Experimental setup for mechanical testing of proximal femurs.

We obtained the bone geometry from CT image reconstruction using Mimics (Materialise, Leuven, Belgium), and then measured three geometric features (femoral neck-shaft angle, femoral neck axis length, and femoral neck diameter) using 3-matic software (Materialise, Leuven, Belgium).

2.2. Pre-test, fixture and measurement description

The mechanical testing process is described in more detail in a previous publication [21], and is explained briefly here. The proximal femurs were fracture tested using an in-house designed fixture mounted to a standard servo hydraulic mechanical testing system (MTS, Minneapolis, MN). Force was measured at the greater trochanter using a single-axis 13 kN load cell (Transducer Techniques, Temecula, CA), and the relative displacement of the load frame to the test fixture was measured using an LVDT displacement sensor. The femoral strength was defined as the maximum (peak) force at the greater trochanter observed on the experimental force-displacement curve. The measuring frequency was 6250 Hz.

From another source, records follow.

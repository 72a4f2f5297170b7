//! Request and routing-hint data model (spec §3 "Request", §4.4 "Router").

use serde::{Deserialize, Serialize};
use uuid::Uuid;

use crate::node::NodeId;

/// Selection policy applied to the candidate node set for one request
/// (spec §4.4).
#[derive(Debug, Clone, Copy, PartialEq, Eq, Serialize, Deserialize, Default)]
#[serde(rename_all = "lowercase")]
pub enum RoutingMode {
    Fast,
    Reliable,
    Async,
    #[default]
    Balanced,
}

#[derive(Debug, Clone, Serialize, Deserialize)]
pub struct GenerationOptions {
    pub temperature: f64,
    pub top_p: f64,
    pub repeat_penalty: f64,
    pub max_tokens: Option<u32>,
    /// Seconds to keep the model resident after this call; `Some(0)` is
    /// the Pool Facade's proactive-eviction hint for large models.
    pub keep_alive: Option<i64>,
}

impl Default for GenerationOptions {
    fn default() -> Self {
        Self {
            temperature: 0.7,
            top_p: 0.95,
            repeat_penalty: 1.1,
            max_tokens: None,
            keep_alive: None,
        }
    }
}

/// Hints that steer the Router's node selection for a single request.
#[derive(Debug, Clone, Serialize, Deserialize)]
pub struct RoutingHints {
    pub mode: RoutingMode,
    pub priority: u8,
    pub min_success_rate: Option<f64>,
    pub prefer_cpu: bool,
    pub prefer_local: bool,
    pub min_vram_gb: Option<f64>,
    pub node_id: Option<NodeId>,
}

impl Default for RoutingHints {
    fn default() -> Self {
        Self {
            mode: RoutingMode::default(),
            priority: 5,
            min_success_rate: None,
            prefer_cpu: false,
            prefer_local: false,
            min_vram_gb: None,
            node_id: None,
        }
    }
}

impl RoutingHints {
    /// Clamps `priority` into the documented `[1, 10]` range.
    #[must_use]
    pub fn with_priority(mut self, priority: u8) -> Self {
        self.priority = priority.clamp(1, 10);
        self
    }
}

/// A single generation request (spec §3 "Request"). Created by the Pool
/// Facade; immutable thereafter; disposed when the response stream closes.
#[derive(Debug, Clone, Serialize, Deserialize)]
pub struct Request {
    pub id: Uuid,
    pub prompt: String,
    pub model: Option<String>,
    pub options: GenerationOptions,
    pub hints: RoutingHints,
}

impl Request {
    #[must_use]
    pub fn new(prompt: impl Into<String>) -> Self {
        Self {
            id: Uuid::new_v4(),
            prompt: prompt.into(),
            model: None,
            options: GenerationOptions::default(),
            hints: RoutingHints::default(),
        }
    }

    #[must_use]
    pub fn with_model(mut self, model: impl Into<String>) -> Self {
        self.model = Some(model.into());
        self
    }

    #[must_use]
    pub fn with_hints(mut self, hints: RoutingHints) -> Self {
        self.hints = hints;
        self
    }
}

/// Response returned by a non-streaming `generate` call.
#[derive(Debug, Clone, Serialize, Deserialize)]
pub struct GenerateResponse {
    pub text: String,
    pub duration_ms: u64,
    pub model: String,
    pub node_id: NodeId,
}

#[cfg(test)]
mod tests {
    use super::*;

    #[test]
    fn priority_is_clamped() {
        let hints = RoutingHints::default().with_priority(20);
        assert_eq!(hints.priority, 10);
        let hints = RoutingHints::default().with_priority(0);
        assert_eq!(hints.priority, 1);
    }

    #[test]
    fn request_defaults_to_balanced_mode() {
        let req = Request::new("hello");
        assert_eq!(req.hints.mode, RoutingMode::Balanced);
    }
}
//! `hydra health`: runs one health-monitor probe pass and reports whether
//! the cluster has at least one healthy node (spec.md §4.2, §6).

use clap::Args;

use crate::context::AppContext;
use crate::output::{print_error, print_success};
use hydra_core::Error;
use hydra_registry::{HealthMonitor, HealthMonitorConfig};

#[derive(Args)]
pub struct HealthArgs {}

pub async fn run(_args: HealthArgs, ctx: &AppContext) -> hydra_core::Result<()> {
    let monitor = HealthMonitor::new(ctx.registry.clone(), HealthMonitorConfig::default());
    monitor.probe_once().await;

    let healthy_ids = monitor.healthy_node_ids();
    if healthy_ids.is_empty() {
        print_error("no healthy nodes");
        return Err(Error::no_healthy_nodes("health probe found no healthy node in the pool"));
    }

    print_success(&format!("{} healthy node(s): {}", healthy_ids.len(), healthy_ids.iter().map(ToString::to_string).collect::<Vec<_>>().join(", ")));
    Ok(())
}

Just before testing, the greater trochanter was placed in an aluminum cup, which was then filled with PMMA to increase the contact area and prevent crushing. Once the PMMA had cured, the femur was mounted into the test fixture and then gently lowered by a vertical adjustment mechanism on the fixture until the trochanter aluminum cup came in contact with the trochanter load cell. The actuator was then gently lowered until it came in contact with the femoral head. In order to avoid crushing the femoral head, an aluminum cup with a spherical contact surface was attached to the load cell to more evenly apply the compressive load on a considerable area of the femoral head (see Fig. 1). The test was displacement controlled at the speed designated for each proximal femur per the experimental design until 25 mm of displacement was reached, at which point the femur was fractured. Femurs were tested at three simulated fall speeds (5 mm/s, 100 mm/s, and 700 mm/s). It should be noted that the average effective speed in proximal femur fracture resulting from a simulated fall was found to be around 114 mm/s [22]. Therefore, the three speeds (from 5 mm/s to 700 mm/s) considered in the current study span a sufficiently wide range of effective loading speeds. After mechanical testing of each femur was complete, post-fracture CT scanning was performed to facilitate fracture type classification.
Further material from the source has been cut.